## Activity
Exactly as written, restate the material below from its first line through the line containing "for (code, object)", and stop there.
┄┄┄┄┄┄┄┄┄┄┄┄┄┄┄┄┄┄┄┄
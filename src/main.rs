use meter_readout::{
    AppConfig, MeterReader, MeterReading, ReaderStatus, RetryDecision, RetryPolicy, RetryReason,
    SerialPortTransport, SystemClock,
};
use log::{error, info, warn};
use std::error::Error;
use std::fs::OpenOptions;
use std::io::Write;
use std::path::Path;
use std::thread::sleep;
use std::time::Duration;

type Reader = MeterReader<SerialPortTransport, SystemClock>;

fn build_reader(config: &AppConfig) -> Reader {
    let transport = SerialPortTransport::new(&config.port);
    let mut reader = MeterReader::new(transport, SystemClock, config.reader.clone());
    for obis in &config.objects {
        reader.start_monitoring(obis);
    }
    reader
}

fn publish(reading: &MeterReading, config: &AppConfig) -> Result<(), Box<dyn Error>> {
    for (code, object) in &reading.values {
        info!("Result: {} = {} ({})", code, object.value, object.description.unwrap_or("unknown"));
    }

    let line = serde_json::to_string(reading)?;
    match &config.output {
        Some(path) => {
            let mut file = OpenOptions::new().create(true).append(true).open(path)?;
            writeln!(file, "{}", line)?;
        }
        None => println!("{}", line),
    }
    Ok(())
}

/// Drives one reader until the retry policy asks for a restart
fn run(reader: &mut Reader, config: &AppConfig, retry: &mut RetryPolicy) {
    let poll_interval = Duration::from_millis(config.poll_interval_ms);
    let read_interval = Duration::from_secs(config.read_interval_secs);

    loop {
        reader.poll();

        let reason = match reader.status() {
            ReaderStatus::Ready => {
                reader.start_reading();
                continue;
            }
            ReaderStatus::Busy => {
                sleep(poll_interval);
                continue;
            }
            ReaderStatus::Ok => {
                let reading = MeterReading::from_reader(reader);
                reader.acknowledge();
                match publish(&reading, config) {
                    Ok(_) => {
                        retry.reset();
                        info!("Next readout in {} seconds", config.read_interval_secs);
                        sleep(read_interval);
                        continue;
                    }
                    Err(e) => {
                        error!("Publishing the reading failed: {}", e);
                        RetryReason::TransmitError
                    }
                }
            }
            status if status.is_error() => {
                warn!(
                    "Readout failed: {} [{}], identification {:?}, errors {} / checksum errors {} / successes {}",
                    status,
                    status.short_label(),
                    reader.last_identification_text(),
                    reader.errors(),
                    reader.checksum_errors(),
                    reader.successes()
                );
                reader.acknowledge();
                RetryReason::MeterError
            }
            _ => continue,
        };

        match retry.next(reason) {
            RetryDecision::Wait(delay) => sleep(delay),
            RetryDecision::Restart => return,
        }
    }
}

fn main() -> Result<(), Box<dyn Error>> {
    // Initialize logging
    let default_filter = std::env::var("METER_LOG_LEVEL").unwrap_or("info".to_string());
    env_logger::init_from_env(env_logger::Env::new().default_filter_or(default_filter));

    let config = match std::env::args().nth(1) {
        Some(path) => AppConfig::load_from(Path::new(&path))?,
        None => AppConfig::load()?,
    };

    info!("Reading meter on {}, monitoring {:?}", config.port, config.objects);
    let mut retry = RetryPolicy::new(config.retry.clone());

    loop {
        let mut reader = build_reader(&config);
        run(&mut reader, &config, &mut retry);
        warn!("Reopening {} with a fresh reader", config.port);
    }
}
//! Collaborators the readout driver talks through.
//!
//! The driver never touches hardware directly: byte I/O goes through a
//! [`SerialTransport`] and every elapsed-time check through a [`Clock`], so a
//! test can swap both for scripted fakes.

use super::Iec62056Error;
use std::time::{Duration, Instant};

/// Character framing of the optical link
#[derive(Debug, Clone, Copy, PartialEq, Eq)]
pub enum FrameFormat {
    /// 7 data bits, even parity, 1 stop bit
    SevenEvenOne,
}

/// Why a line read returned
#[derive(Debug, Clone, Copy, PartialEq, Eq)]
pub enum LineEnd {
    /// The terminator was seen; it is not part of the buffer
    Terminator,
    /// `max_length` bytes were read without seeing the terminator
    Truncated,
    /// No byte arrived within the timeout
    TimedOut,
}

pub trait SerialTransport {
    fn configure(&mut self, baud_rate: u32, format: FrameFormat) -> Result<(), Iec62056Error>;

    fn write(&mut self, data: &[u8]) -> Result<(), Iec62056Error>;

    fn flush(&mut self) -> Result<(), Iec62056Error>;

    /// Returns a byte only when one is already buffered
    fn read_byte_nonblocking(&mut self) -> Result<Option<u8>, Iec62056Error>;

    /// Reads into `buf` (cleared first) until `terminator`, `max_length` bytes
    /// or a gap of `timeout` between two bytes.
    fn read_line(
        &mut self,
        terminator: u8,
        timeout: Duration,
        max_length: usize,
        buf: &mut Vec<u8>,
    ) -> Result<LineEnd, Iec62056Error>;

    /// Reads up to `n` bytes; a shorter result means the timeout hit first
    fn read_exact(&mut self, n: usize, timeout: Duration) -> Result<Vec<u8>, Iec62056Error>;
}

pub trait Clock {
    fn now(&self) -> Instant;

    fn sleep(&self, duration: Duration);
}

#[derive(Debug, Clone, Copy, Default)]
pub struct SystemClock;

impl Clock for SystemClock {
    fn now(&self) -> Instant {
        Instant::now()
    }

    fn sleep(&self, duration: Duration) {
        std::thread::sleep(duration);
    }
}
//! Host-side backoff between failed readouts.
//!
//! The delay grows by `multiplier` for every consecutive failure with the same
//! reason and starts over when the reason changes. Once it would exceed
//! `max_secs` the policy resets and asks the host to restart instead.

use crate::config::RetryConfig;
use log::{info, warn};
use std::time::Duration;

#[derive(Debug, Clone, Copy, PartialEq, Eq)]
pub enum RetryReason {
    None,
    MeterError,
    TransmitError,
}

#[derive(Debug, Clone, Copy, PartialEq)]
pub enum RetryDecision {
    Wait(Duration),
    /// Backoff exhausted, reopen everything
    Restart,
}

pub struct RetryPolicy {
    config: RetryConfig,
    last_reason: RetryReason,
    delay_secs: f64,
}

impl RetryPolicy {
    pub fn new(config: RetryConfig) -> Self {
        let delay_secs = config.initial_secs;
        Self {
            config,
            last_reason: RetryReason::None,
            delay_secs,
        }
    }

    pub fn next(&mut self, reason: RetryReason) -> RetryDecision {
        if self.last_reason != reason {
            self.delay_secs = self.config.initial_secs;
        }
        self.last_reason = reason;
        self.delay_secs *= self.config.multiplier;

        if self.delay_secs > self.config.max_secs {
            warn!("Enough retries ({:?}), restarting", reason);
            self.reset();
            return RetryDecision::Restart;
        }

        info!("Retrying in {:.1} seconds ({:?})", self.delay_secs, reason);
        RetryDecision::Wait(Duration::from_secs_f64(self.delay_secs))
    }

    pub fn reset(&mut self) {
        self.last_reason = RetryReason::None;
        self.delay_secs = self.config.initial_secs;
    }
}
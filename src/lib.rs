//! Optical readout of electricity meters speaking IEC 62056-21
//!
//! This library drives the readout state machine over a serial transport and
//! keeps the latest values of a configurable set of OBIS objects.

pub mod config;
pub mod metering_62056;
pub mod models;
pub mod obis_utils;
pub mod retry;

// Re-export common types for easier access
pub use config::{AppConfig, ReaderConfig};
pub use metering_62056::transport::{Clock, SerialTransport, SystemClock};
pub use metering_62056::{Iec62056Error, MeterReader, ReaderStatus};
pub use models::MeterReading;
pub use retry::{RetryDecision, RetryPolicy, RetryReason};

#[cfg(feature = "serial")]
pub use metering_62056::serial::SerialPortTransport;
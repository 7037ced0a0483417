//! Scripted transport and clock for driving `MeterReader` without hardware.
//!
//! The mock plays the meter: bytes queued with [`MockTransport::queue_stale`]
//! are in the receive buffer before the cycle starts, each entry queued with
//! [`MockTransport::reply_on_write`] is released when the driver writes
//! something. Reads that run dry advance the shared [`MockClock`] by their
//! timeout, the way a real port would block.

use super::transport::{Clock, FrameFormat, LineEnd, SerialTransport};
use super::Iec62056Error;
use std::collections::VecDeque;
use std::io;
use std::sync::{Arc, Mutex};
use std::time::{Duration, Instant};

#[derive(Clone)]
pub struct MockClock {
    base: Instant,
    offset: Arc<Mutex<Duration>>,
}

impl MockClock {
    pub fn new() -> Self {
        Self {
            base: Instant::now(),
            offset: Arc::new(Mutex::new(Duration::ZERO)),
        }
    }

    pub fn advance(&self, by: Duration) {
        *self.offset.lock().unwrap() += by;
    }

    pub fn elapsed(&self) -> Duration {
        *self.offset.lock().unwrap()
    }
}

impl Clock for MockClock {
    fn now(&self) -> Instant {
        self.base + self.elapsed()
    }

    fn sleep(&self, duration: Duration) {
        self.advance(duration);
    }
}

#[derive(Default)]
struct MockState {
    rx: VecDeque<u8>,
    replies: VecDeque<Vec<u8>>,
    tx: Vec<u8>,
    writes: Vec<Vec<u8>>,
    configured: Vec<(u32, FrameFormat)>,
    endless_rx: Option<u8>,
    fail_writes: bool,
}

#[derive(Clone)]
pub struct MockTransport {
    state: Arc<Mutex<MockState>>,
    clock: MockClock,
}

impl MockTransport {
    pub fn new(clock: MockClock) -> Self {
        Self {
            state: Arc::new(Mutex::new(MockState::default())),
            clock,
        }
    }

    /// Bytes already sitting in the receive buffer
    pub fn queue_stale(&self, data: &[u8]) {
        self.state.lock().unwrap().rx.extend(data);
    }

    /// Released into the receive buffer by the next write not yet answered
    pub fn reply_on_write(&self, data: &[u8]) {
        self.state.lock().unwrap().replies.push_back(data.to_vec());
    }

    /// Simulates a meter stuck in an endless transmission loop
    pub fn set_endless_rx(&self, byte: Option<u8>) {
        self.state.lock().unwrap().endless_rx = byte;
    }

    pub fn set_fail_writes(&self, fail: bool) {
        self.state.lock().unwrap().fail_writes = fail;
    }

    pub fn get_tx_data(&self) -> Vec<u8> {
        self.state.lock().unwrap().tx.clone()
    }

    pub fn get_writes(&self) -> Vec<Vec<u8>> {
        self.state.lock().unwrap().writes.clone()
    }

    pub fn get_configured(&self) -> Vec<(u32, FrameFormat)> {
        self.state.lock().unwrap().configured.clone()
    }

    pub fn pending_rx(&self) -> usize {
        self.state.lock().unwrap().rx.len()
    }

    fn next_byte(&self) -> Option<u8> {
        let mut state = self.state.lock().unwrap();
        match state.rx.pop_front() {
            Some(b) => Some(b),
            None => state.endless_rx,
        }
    }
}

impl SerialTransport for MockTransport {
    fn configure(&mut self, baud_rate: u32, format: FrameFormat) -> Result<(), Iec62056Error> {
        self.state.lock().unwrap().configured.push((baud_rate, format));
        Ok(())
    }

    fn write(&mut self, data: &[u8]) -> Result<(), Iec62056Error> {
        let mut state = self.state.lock().unwrap();
        if state.fail_writes {
            return Err(io::Error::new(io::ErrorKind::BrokenPipe, "reading head unplugged").into());
        }
        state.tx.extend_from_slice(data);
        state.writes.push(data.to_vec());
        if let Some(reply) = state.replies.pop_front() {
            state.rx.extend(reply);
        }
        Ok(())
    }

    fn flush(&mut self) -> Result<(), Iec62056Error> {
        Ok(())
    }

    fn read_byte_nonblocking(&mut self) -> Result<Option<u8>, Iec62056Error> {
        Ok(self.next_byte())
    }

    fn read_line(
        &mut self,
        terminator: u8,
        timeout: Duration,
        max_length: usize,
        buf: &mut Vec<u8>,
    ) -> Result<LineEnd, Iec62056Error> {
        buf.clear();
        while buf.len() < max_length {
            match self.next_byte() {
                Some(b) if b == terminator => return Ok(LineEnd::Terminator),
                Some(b) => buf.push(b),
                None => {
                    self.clock.advance(timeout);
                    return Ok(LineEnd::TimedOut);
                }
            }
        }
        Ok(LineEnd::Truncated)
    }

    fn read_exact(&mut self, n: usize, timeout: Duration) -> Result<Vec<u8>, Iec62056Error> {
        let mut data = Vec::with_capacity(n);
        while data.len() < n {
            match self.next_byte() {
                Some(b) => data.push(b),
                None => {
                    self.clock.advance(timeout);
                    break;
                }
            }
        }
        Ok(data)
    }
}
//! `SerialTransport` on top of a local serial device (optical reading head)

use super::transport::{FrameFormat, LineEnd, SerialTransport};
use super::{utils, Iec62056Error};
use log::debug;
use serialport::{DataBits, Parity, SerialPort, StopBits};
use std::io::{ErrorKind, Read, Write};
use std::time::Duration;

pub struct SerialPortTransport {
    path: String,
    port: Option<Box<dyn SerialPort>>,
}

impl SerialPortTransport {
    /// The device is opened lazily on the first `configure` call
    pub fn new(path: &str) -> Self {
        Self {
            path: path.to_string(),
            port: None,
        }
    }

    pub fn path(&self) -> &str {
        &self.path
    }

    fn port(&mut self) -> Result<&mut Box<dyn SerialPort>, Iec62056Error> {
        self.port.as_mut().ok_or(Iec62056Error::NotConfigured)
    }

    /// Reads one byte, `None` once `timeout` passed without data
    fn read_byte(&mut self, timeout: Duration) -> Result<Option<u8>, Iec62056Error> {
        let port = self.port()?;
        port.set_timeout(timeout)?;

        let mut byte = [0u8; 1];
        match port.read(&mut byte) {
            Ok(1) => Ok(Some(byte[0])),
            Ok(_) => Ok(None),
            Err(ref e) if e.kind() == ErrorKind::TimedOut => Ok(None),
            Err(e) => Err(e.into()),
        }
    }
}

fn framing(format: FrameFormat) -> (DataBits, Parity, StopBits) {
    match format {
        FrameFormat::SevenEvenOne => (DataBits::Seven, Parity::Even, StopBits::One),
    }
}

impl SerialTransport for SerialPortTransport {
    fn configure(&mut self, baud_rate: u32, format: FrameFormat) -> Result<(), Iec62056Error> {
        if !utils::is_standard_baud_rate(baud_rate) {
            return Err(Iec62056Error::UnsupportedBaudRate(baud_rate));
        }
        let (data_bits, parity, stop_bits) = framing(format);

        match self.port.as_mut() {
            Some(port) => {
                port.set_baud_rate(baud_rate)?;
                port.set_data_bits(data_bits)?;
                port.set_parity(parity)?;
                port.set_stop_bits(stop_bits)?;
            }
            None => {
                debug!("Opening {} at {} bps", self.path, baud_rate);
                let port = serialport::new(&self.path, baud_rate)
                    .data_bits(data_bits)
                    .parity(parity)
                    .stop_bits(stop_bits)
                    .timeout(Duration::from_millis(500))
                    .open()?;
                self.port = Some(port);
            }
        }
        Ok(())
    }

    fn write(&mut self, data: &[u8]) -> Result<(), Iec62056Error> {
        self.port()?.write_all(data)?;
        Ok(())
    }

    fn flush(&mut self) -> Result<(), Iec62056Error> {
        self.port()?.flush()?;
        Ok(())
    }

    fn read_byte_nonblocking(&mut self) -> Result<Option<u8>, Iec62056Error> {
        if self.port()?.bytes_to_read()? == 0 {
            return Ok(None);
        }
        self.read_byte(Duration::from_millis(1))
    }

    fn read_line(
        &mut self,
        terminator: u8,
        timeout: Duration,
        max_length: usize,
        buf: &mut Vec<u8>,
    ) -> Result<LineEnd, Iec62056Error> {
        buf.clear();
        while buf.len() < max_length {
            match self.read_byte(timeout)? {
                Some(b) if b == terminator => return Ok(LineEnd::Terminator),
                Some(b) => buf.push(b),
                None => return Ok(LineEnd::TimedOut),
            }
        }
        Ok(LineEnd::Truncated)
    }

    fn read_exact(&mut self, n: usize, timeout: Duration) -> Result<Vec<u8>, Iec62056Error> {
        let mut data = Vec::with_capacity(n);
        while data.len() < n {
            match self.read_byte(timeout)? {
                Some(b) => data.push(b),
                None => break,
            }
        }
        Ok(data)
    }
}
┄┄┄┄┄┄┄┄┄┄┄┄┄┄┄┄┄┄┄┄
## Your response
filename src/main.rs
use meter_readout::{
    AppConfig, MeterReader, MeterReading, ReaderStatus, RetryDecision, RetryPolicy, RetryReason,
    SerialPortTransport, SystemClock,
};
use log::{error, info, warn};
use std::error::Error;
use std::fs::OpenOptions;
use std::io::Write;
use std::path::Path;
use std::thread::sleep;
use std::time::Duration;

type Reader = MeterReader<SerialPortTransport, SystemClock>;

fn build_reader(config: &AppConfig) -> Reader {
    let transport = SerialPortTransport::new(&config.port);
    let mut reader = MeterReader::new(transport, SystemClock, config.reader.clone());
    for obis in &config.objects {
        reader.start_monitoring(obis);
    }
    reader
}

fn publish(reading: &MeterReading, config: &AppConfig) -> Result<(), Box<dyn Error>> {
    for (code, object) in &reading.values {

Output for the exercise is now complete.